— DIRECTIONS —
Set down the material exactly as given, please, from its first line through the line that includes "pub const UNCATEGORIZED: &str".

— EXERCISE DATA —
[Start of section]
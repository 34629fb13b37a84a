// 🧹 Row Normalizer - one raw CSV row → one canonical transaction
// Every step can short-circuit into a row error; the batch keeps going

use crate::db::CanonicalTransaction;
use crate::error::{RowError, RowErrorKind};
use crate::fields::{parse_amount, parse_date, AmountFormat};
use crate::schema::SchemaMapping;

/// Category used when the identifier column is absent or blank
pub const UNCATEGORIZED: &str = "Uncategorized";

/// Per-file normalization context: who owns the rows, where they came
/// from and how the columns are laid out
#[derive(Debug, Clone)]
pub struct RowNormalizer<'a> {
    mapping: SchemaMapping,
    owner_id: &'a str,
    source: &'a str,
    amount_format: AmountFormat,
}

impl<'a> RowNormalizer<'a> {
    pub fn new(
        mapping: SchemaMapping,
        owner_id: &'a str,
        source: &'a str,
        amount_format: AmountFormat,
    ) -> Self {
        RowNormalizer {
            mapping,
            owner_id,
            source,
            amount_format,
        }
    }

    /// Normalize one data row. `row_number` is 1-based and excludes the header.
    pub fn normalize<S: AsRef<str>>(
        &self,
        row: &[S],
        row_number: usize,
    ) -> Result<CanonicalTransaction, RowError> {
        let fail = |kind| RowError::new(row_number, kind);

        let expected = self.mapping.required_columns();
        if row.len() < expected {
            return Err(fail(RowErrorKind::RowTooShort {
                expected,
                found: row.len(),
            }));
        }

        let occurred_on = parse_date(row[self.mapping.date].as_ref()).map_err(fail)?;

        // Blank descriptions pass through as ""
        let description = row[self.mapping.description].as_ref().trim().to_string();

        let parsed = parse_amount(row[self.mapping.amount].as_ref(), self.amount_format)
            .map_err(fail)?;

        let category = self
            .mapping
            .identifier
            .and_then(|i| row.get(i))
            .map(|cell| cell.as_ref().trim())
            .filter(|cell| !cell.is_empty())
            .unwrap_or(UNCATEGORIZED)
            .to_string();

        Ok(CanonicalTransaction {
            owner_id: self.owner_id.to_string(),
            occurred_on,
            description,
            category,
            amount: parsed.amount,
            direction: parsed.direction,
            source: self.source.to_string(),
        })
    }
}

#[cfg(test)]
mod tests {
    use super::*;
    use crate::fields::Direction;
    use crate::schema::detect_schema;
    use chrono::NaiveDate;

    fn nubank_mapping() -> SchemaMapping {
        detect_schema(&["Data", "Descrição", "Valor", "Identificador"]).unwrap()
    }

    #[test]
    fn test_normalize_nubank_row() {
        let normalizer =
            RowNormalizer::new(nubank_mapping(), "u1", "nubank", AmountFormat::brazilian());
        let tx = normalizer
            .normalize(&["15/03/2024", " Grocery Store ", "-150", "50"], 1)
            .unwrap();

        assert_eq!(tx.owner_id, "u1");
        assert_eq!(tx.occurred_on, NaiveDate::from_ymd_opt(2024, 3, 15).unwrap());
        assert_eq!(tx.description, "Grocery Store");
        assert_eq!(tx.amount, 150.0);
        assert_eq!(tx.direction, Direction::Debit);
        assert_eq!(tx.category, "50");
        assert_eq!(tx.source, "nubank");
    }

    #[test]
    fn test_normalize_credit_with_decimal_comma() {
        let normalizer =
            RowNormalizer::new(nubank_mapping(), "u1", "nubank", AmountFormat::brazilian());
        let tx = normalizer
            .normalize(&["01/04/2024", "Salary", "R$ 5.000,25", ""], 1)
            .unwrap();

        assert!((tx.amount - 5000.25).abs() < 1e-9);
        assert_eq!(tx.direction, Direction::Credit);
        assert_eq!(tx.category, UNCATEGORIZED);
    }

    #[test]
    fn test_missing_identifier_cell_is_uncategorized() {
        let normalizer =
            RowNormalizer::new(nubank_mapping(), "u1", "nubank", AmountFormat::brazilian());
        let tx = normalizer.normalize(&["01/04/2024", "Coffee", "-7"], 3).unwrap();
        assert_eq!(tx.category, UNCATEGORIZED);
    }

    #[test]
    fn test_empty_description_is_accepted() {
        let normalizer =
            RowNormalizer::new(nubank_mapping(), "u1", "nubank", AmountFormat::brazilian());
        let tx = normalizer.normalize(&["01/04/2024", "   ", "-7", "x"], 1).unwrap();
        assert_eq!(tx.description, "");
    }

    #[test]
    fn test_row_too_short() {
        let normalizer =
            RowNormalizer::new(nubank_mapping(), "u1", "nubank", AmountFormat::brazilian());
        let err = normalizer.normalize(&["01/04/2024", "Coffee"], 4).unwrap_err();

        assert_eq!(err.row, 4);
        assert_eq!(err.kind, RowErrorKind::RowTooShort { expected: 3, found: 2 });
    }

    #[test]
    fn test_invalid_date_checked_before_amount() {
        let normalizer =
            RowNormalizer::new(nubank_mapping(), "u1", "nubank", AmountFormat::brazilian());
        let err = normalizer.normalize(&["not-a-date", "Coffee", "oops", ""], 2).unwrap_err();

        assert_eq!(err.row, 2);
        assert_eq!(err.kind, RowErrorKind::InvalidDate("not-a-date".to_string()));
    }

    #[test]
    fn test_invalid_amount() {
        let normalizer =
            RowNormalizer::new(nubank_mapping(), "u1", "nubank", AmountFormat::brazilian());
        let err = normalizer.normalize(&["01/04/2024", "Coffee", "twelve", ""], 7).unwrap_err();

        assert_eq!(err.to_string(), "Row 7: invalid amount 'twelve'");
    }
}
[End of section]
— RESPONSE FOR THIS EXERCISE —
repository 34629fb13b37a84a
// 🧹 Row Normalizer - one raw CSV row → one canonical transaction
// Every step can short-circuit into a row error; the batch keeps going

use crate::db::CanonicalTransaction;
use crate::error::{RowError, RowErrorKind};
use crate::fields::{parse_amount, parse_date, AmountFormat};
use crate::schema::SchemaMapping;

/// Category used when the identifier column is absent or blank
pub const UNCATEGORIZED: &str = "Uncategorized";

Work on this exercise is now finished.